CHARLESTON - Kanawha County and city officials will meet with first responders and Bayer CropScience officials Sept. 11 to critique the company and county reaction after an Aug. 28 explosion at the company's Institute plant.
The county plans to find a local expert for advice on chemicals stored at local companies and who can advise the county on emergency response. County officials said they would assign a committee to see how improvements could be made to the response and talk to those who were on scene.

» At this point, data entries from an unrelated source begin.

// ---------------------------------------------------------------------------
// Tests
// ---------------------------------------------------------------------------

#[cfg(test)]
mod tests {
    use super::*;
    use tempfile::TempDir;

    fn init_repo() -> (TempDir, Repository) {
        let dir = TempDir::new().unwrap();
        let repo = Repository::init(dir.path()).unwrap();
        (dir, repo)
    }

    fn write_and_add(repo: &Repository, name: &str, content: &str) {
        fs::write(repo.root().join(name), content).unwrap();
        repo.add(name).unwrap();
    }

    #[test]
    fn init_creates_root_commit_on_master() {
        let (_dir, repo) = init_repo();
        assert_eq!(repo.head_branch().unwrap(), DEFAULT_BRANCH);
        let root = repo.head_commit().unwrap();
        assert!(root.parents.is_empty());
        assert_eq!(root.timestamp, 0);
        assert_eq!(root.message, ROOT_MESSAGE);
        assert!(root.files.is_empty());
    }

    #[test]
    fn init_twice_is_rejected() {
        let (dir, _repo) = init_repo();
        assert!(matches!(
            Repository::init(dir.path()),
            Err(GitliteError::RepoExists)
        ));
    }

    #[test]
    fn init_is_deterministic_across_repositories() {
        let (_d1, a) = init_repo();
        let (_d2, b) = init_repo();
        assert_eq!(
            a.head_commit_id().unwrap(),
            b.head_commit_id().unwrap()
        );
    }

    #[test]
    fn open_requires_an_initialized_directory() {
        let dir = TempDir::new().unwrap();
        assert!(matches!(
            Repository::open(dir.path()),
            Err(GitliteError::RepoMissing)
        ));
    }

    #[test]
    fn add_then_commit_tracks_the_file() {
        let (_dir, repo) = init_repo();
        write_and_add(&repo, "a.txt", "alpha");
        let id = repo.commit("add a").unwrap();
        let commit = repo.head_commit().unwrap();
        assert_eq!(repo.head_commit_id().unwrap(), id);
        assert!(commit.files.contains_key("a.txt"));
        assert!(repo.staging().is_empty().unwrap());
    }

    #[test]
    fn add_of_missing_file_fails() {
        let (_dir, repo) = init_repo();
        assert!(matches!(
            repo.add("ghost.txt"),
            Err(GitliteError::FileMissing)
        ));
    }

    #[test]
    fn add_rejects_names_the_record_cannot_hold() {
        let (_dir, repo) = init_repo();
        assert!(matches!(
            repo.add("a:b.txt"),
            Err(GitliteError::UnsupportedFileName { .. })
        ));
    }

    #[test]
    fn adding_unchanged_content_unstages() {
        let (_dir, repo) = init_repo();
        write_and_add(&repo, "a.txt", "alpha");
        repo.commit("add a").unwrap();
        // Same content again: nothing to stage.
        repo.add("a.txt").unwrap();
        assert!(repo.staging().is_empty().unwrap());
        // And re-adding after an rm cancels the staged deletion.
        repo.rm("a.txt").unwrap();
        fs::write(repo.root().join("a.txt"), "alpha").unwrap();
        repo.add("a.txt").unwrap();
        assert!(repo.staging().is_empty().unwrap());
    }

    #[test]
    fn commit_guards_message_and_staging() {
        let (_dir, repo) = init_repo();
        assert!(matches!(repo.commit(""), Err(GitliteError::EmptyMessage)));
        assert!(matches!(
            repo.commit("nothing"),
            Err(GitliteError::NothingStaged)
        ));
    }

    #[test]
    fn rm_stages_deletion_and_removes_the_working_file() {
        let (_dir, repo) = init_repo();
        write_and_add(&repo, "a.txt", "alpha");
        repo.commit("add a").unwrap();
        repo.rm("a.txt").unwrap();
        assert!(!repo.root().join("a.txt").exists());
        repo.commit("drop a").unwrap();
        assert!(!repo.head_commit().unwrap().files.contains_key("a.txt"));
    }

    #[test]
    fn rm_of_staged_only_file_just_unstages() {
        let (_dir, repo) = init_repo();
        fs::write(repo.root().join("new.txt"), "new").unwrap();
        repo.add("new.txt").unwrap();
        repo.rm("new.txt").unwrap();
        assert!(repo.staging().is_empty().unwrap());
        // Working file stays.
        assert!(repo.root().join("new.txt").exists());
    }

    #[test]
    fn rm_without_reason_fails() {
        let (_dir, repo) = init_repo();
        fs::write(repo.root().join("untracked.txt"), "x").unwrap();
        assert!(matches!(
            repo.rm("untracked.txt"),
            Err(GitliteError::NoReasonToRemove)
        ));
    }

    #[test]
    fn branch_create_and_delete_rules() {
        let (_dir, repo) = init_repo();
        repo.branch("feat").unwrap();
        assert!(matches!(
            repo.branch("feat"),
            Err(GitliteError::BranchExists)
        ));
        assert!(matches!(
            repo.rm_branch("master"),
            Err(GitliteError::RemoveCurrentBranch)
        ));
        assert!(matches!(
            repo.rm_branch("ghost"),
            Err(GitliteError::BranchMissing)
        ));
        repo.rm_branch("feat").unwrap();
        assert!(!repo.refs().branch_exists("feat"));
    }

    #[test]
    fn checkout_branch_restores_its_snapshot_exactly() {
        let (_dir, repo) = init_repo();
        write_and_add(&repo, "a.txt", "alpha");
        repo.commit("add a").unwrap();
        repo.branch("feat").unwrap();
        write_and_add(&repo, "b.txt", "beta");
        repo.commit("add b").unwrap();

        repo.checkout_branch("feat").unwrap();
        assert_eq!(repo.head_branch().unwrap(), "feat");
        assert_eq!(
            fs::read_to_string(repo.root().join("a.txt")).unwrap(),
            "alpha"
        );
        assert!(!repo.root().join("b.txt").exists());
    }

    #[test]
    fn checkout_guards() {
        let (_dir, repo) = init_repo();
        assert!(matches!(
            repo.checkout_branch("ghost"),
            Err(GitliteError::NoSuchBranch)
        ));
        assert!(matches!(
            repo.checkout_branch("master"),
            Err(GitliteError::CheckoutCurrent)
        ));
    }

    #[test]
    fn checkout_refuses_to_overwrite_untracked_files() {
        let (_dir, repo) = init_repo();
        repo.branch("feat").unwrap();
        write_and_add(&repo, "a.txt", "committed");
        repo.commit("add a").unwrap();
        repo.checkout_branch("feat").unwrap();
        // `a.txt` is untracked on feat; recreate it with local content.
        fs::write(repo.root().join("a.txt"), "local work").unwrap();
        assert!(matches!(
            repo.checkout_branch("master"),
            Err(GitliteError::UntrackedInTheWay)
        ));
        // The check fired before any mutation.
        assert_eq!(
            fs::read_to_string(repo.root().join("a.txt")).unwrap(),
            "local work"
        );
    }

    #[test]
    fn checkout_file_restores_head_version() {
        let (_dir, repo) = init_repo();
        write_and_add(&repo, "a.txt", "committed");
        repo.commit("add a").unwrap();
        fs::write(repo.root().join("a.txt"), "scribbled").unwrap();
        repo.checkout_file_from_head("a.txt").unwrap();
        assert_eq!(
            fs::read_to_string(repo.root().join("a.txt")).unwrap(),
            "committed"
        );
    }

    #[test]
    fn checkout_file_from_abbreviated_commit_id() {
        let (_dir, repo) = init_repo();
        write_and_add(&repo, "a.txt", "v1");
        let first = repo.commit("v1").unwrap();
        write_and_add(&repo, "a.txt", "v2");
        repo.commit("v2").unwrap();

        let prefix = &first.as_str()[..8];
        repo.checkout_file(prefix, "a.txt").unwrap();
        assert_eq!(fs::read_to_string(repo.root().join("a.txt")).unwrap(), "v1");

        assert!(matches!(
            repo.checkout_file(prefix, "ghost.txt"),
            Err(GitliteError::FileNotInCommit)
        ));
        assert!(matches!(
            repo.checkout_file("ffffffff", "a.txt"),
            Err(GitliteError::NoSuchCommit)
        ));
    }

    #[test]
    fn reset_moves_the_branch_and_working_tree() {
        let (_dir, repo) = init_repo();
        write_and_add(&repo, "a.txt", "v1");
        let first = repo.commit("v1").unwrap();
        write_and_add(&repo, "a.txt", "v2");
        write_and_add(&repo, "b.txt", "beta");
        repo.commit("v2").unwrap();

        repo.reset(first.as_str()).unwrap();
        assert_eq!(repo.head_commit_id().unwrap(), first);
        assert_eq!(repo.head_branch().unwrap(), "master");
        assert_eq!(fs::read_to_string(repo.root().join("a.txt")).unwrap(), "v1");
        assert!(!repo.root().join("b.txt").exists());
    }

    #[test]
    fn log_follows_first_parents_from_the_tip() {
        let (_dir, repo) = init_repo();
        write_and_add(&repo, "a.txt", "v1");
        let c1 = repo.commit("v1").unwrap();
        write_and_add(&repo, "a.txt", "v2");
        let c2 = repo.commit("v2").unwrap();

        let entries = repo.log_entries().unwrap();
        let ids: Vec<&ObjectId> = entries.iter().map(|e| &e.id).collect();
        assert_eq!(ids.len(), 3);
        assert_eq!(ids[0], &c2);
        assert_eq!(ids[1], &c1);
        assert_eq!(entries[2].commit.message, ROOT_MESSAGE);
    }

    #[test]
    fn log_rendering_has_the_fixed_shape() {
        let (_dir, repo) = init_repo();
        let entries = repo.log_entries().unwrap();
        let block = entries[0].render();
        let lines: Vec<&str> = block.lines().collect();
        assert_eq!(lines[0], "===");
        assert_eq!(lines[1], format!("commit {}", entries[0].id));
        assert!(lines[2].starts_with("Date: "));
        assert_eq!(lines[3], ROOT_MESSAGE);
        assert!(block.ends_with("\n\n"));
    }

    #[test]
    fn find_matches_whole_messages_only() {
        let (_dir, repo) = init_repo();
        write_and_add(&repo, "a.txt", "v1");
        let c1 = repo.commit("needle").unwrap();
        assert_eq!(repo.find("needle").unwrap(), vec![c1]);
        assert!(matches!(
            repo.find("need"),
            Err(GitliteError::NoCommitWithMessage)
        ));
    }

    #[test]
    fn global_log_sees_commits_on_all_branches() {
        let (_dir, repo) = init_repo();
        write_and_add(&repo, "a.txt", "v1");
        repo.commit("on master").unwrap();
        repo.branch("feat").unwrap();
        repo.checkout_branch("feat").unwrap();
        write_and_add(&repo, "b.txt", "v2");
        repo.commit("on feat").unwrap();

        let messages: Vec<String> = repo
            .global_log_entries()
            .unwrap()
            .into_iter()
            .map(|e| e.commit.message)
            .collect();
        assert!(messages.contains(&"on master".to_owned()));
        assert!(messages.contains(&"on feat".to_owned()));
        assert!(messages.contains(&ROOT_MESSAGE.to_owned()));
    }
}
// isocss/src/ui/mod.rs
pub mod output_format;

They also will contemplate having public forums, said Jennifer Sayre, deputy county manager.
The Aug. 28 explosion occurred in a waste area of the plant and involved chemicals used to make pesticide.

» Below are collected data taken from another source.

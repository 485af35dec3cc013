//! Toggles that alter how a stylesheet is isolated.
//!
//! License: MIT OR Apache-2.0

use serde::{Deserialize, Serialize};

/// The option set handed to the isolation pipeline. Every toggle is off by default.
#[derive(Debug, Clone, Copy, Default, PartialEq, Eq, Deserialize, Serialize)]
#[serde(default)]
pub struct IsolateOptions {
    /// Strip `html`, `body` and `:root` segments from the compiled selectors.
    pub remove_root_from_selectors: bool,
    /// Remove `sourceMappingURL` comment references from the output.
    pub remove_source_maps: bool,
    /// Emit indented CSS instead of minified CSS.
    pub pretty: bool,
}

impl IsolateOptions {
    pub fn output_style(&self) -> OutputStyle {
        if self.pretty {
            OutputStyle::Pretty
        } else {
            OutputStyle::Minified
        }
    }
}

/// How rendered CSS is formatted.
#[derive(Debug, Clone, Copy, Default, PartialEq, Eq)]
pub enum OutputStyle {
    #[default]
    Minified,
    Pretty,
}

impl OutputStyle {
    pub fn is_minified(self) -> bool {
        matches!(self, OutputStyle::Minified)
    }
}
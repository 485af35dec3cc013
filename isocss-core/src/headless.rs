// File: isocss-core/src/headless.rs

//! `headless.rs`
//! Convenience wrappers for running the isolation pipeline in one call:
//! namespace, then optionally remove root selectors, then optionally strip
//! source-map references.

use std::path::Path;
use std::sync::Arc;

use crate::engine::{EngineKind, NamespaceEngine};
use crate::engines::lessc_engine::LesscEngine;
use crate::engines::lightning_engine::LightningEngine;
use crate::errors::IsolateError;
use crate::options::IsolateOptions;
use crate::prefix::PrefixClass;
use crate::scratch::ScratchArea;
use crate::sanitizers::root_selectors::sanitize_with;
use crate::sanitizers::source_map::strip_source_map_refs;

/// Instantiates the selected backend behind the `NamespaceEngine` trait.
///
/// `lessc` overrides the executable used by the `Lessc` backend; the
/// in-process backend ignores it and never touches `scratch`.
pub fn build_engine(
    kind: EngineKind,
    options: &IsolateOptions,
    lessc: Option<&Path>,
    scratch: Arc<ScratchArea>,
) -> Box<dyn NamespaceEngine> {
    match kind {
        EngineKind::Lightning => Box::new(LightningEngine::with_style(options.output_style())),
        EngineKind::Lessc => match lessc {
            Some(program) => Box::new(LesscEngine::with_program(program, scratch)),
            None => Box::new(LesscEngine::new(scratch)),
        },
    }
}

/// Runs the full pipeline on one stylesheet with the given engine.
///
/// # Arguments
///
/// * `engine` - The namespacing backend.
/// * `source` - The raw stylesheet text.
/// * `prefix` - The class every rule is scoped under.
/// * `options` - Which optional passes to run and how to format the output.
pub fn isolate_css(
    engine: &dyn NamespaceEngine,
    source: &str,
    prefix: &PrefixClass,
    options: &IsolateOptions,
) -> Result<String, IsolateError> {
    let mut css = engine.namespace(source, prefix)?;

    if options.remove_root_from_selectors {
        css = sanitize_with(&css, options.output_style())?;
    }

    if options.remove_source_maps {
        css = strip_source_map_refs(&css);
    }

    Ok(css)
}

/// Isolates a stylesheet string with the default in-process engine.
pub fn headless_isolate_string(
    source: &str,
    prefix: &PrefixClass,
    options: &IsolateOptions,
) -> Result<String, IsolateError> {
    let engine = LightningEngine::with_style(options.output_style());
    isolate_css(&engine, source, prefix, options)
}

The explosion, which was reported around 10:25 p.m. and shook windows throughout Kanawha County, killed one person and injured two others.
Kanawha County Commissioner Kent Carper has called for a critique of the response to see whether anything can be changed to make the response quicker.
Maya Nye, a concerned citizen, said the hour it took to activate the shelter-in-place notice was too long.
"I would think, not knowing what the chemical is, it would be better safe than sorry," said Nye, who grew up about a mile from where the explosion took place and now lives in Charleston.
Dale Petry, director of Emergency Services, said issuing a shelter-in-place warning too soon may cause greater problems than not issuing one quickly enough.
"If it's a chemical that involves evacuation, and I tell you to shelter in place, and 15 minutes later I tell you to evacuate, it might lead to confusion, so we want to make sure what we do is right when we initiate it," Petry said.
The quicker the company tells the county the chemical involved, the quicker the response, Sayre said.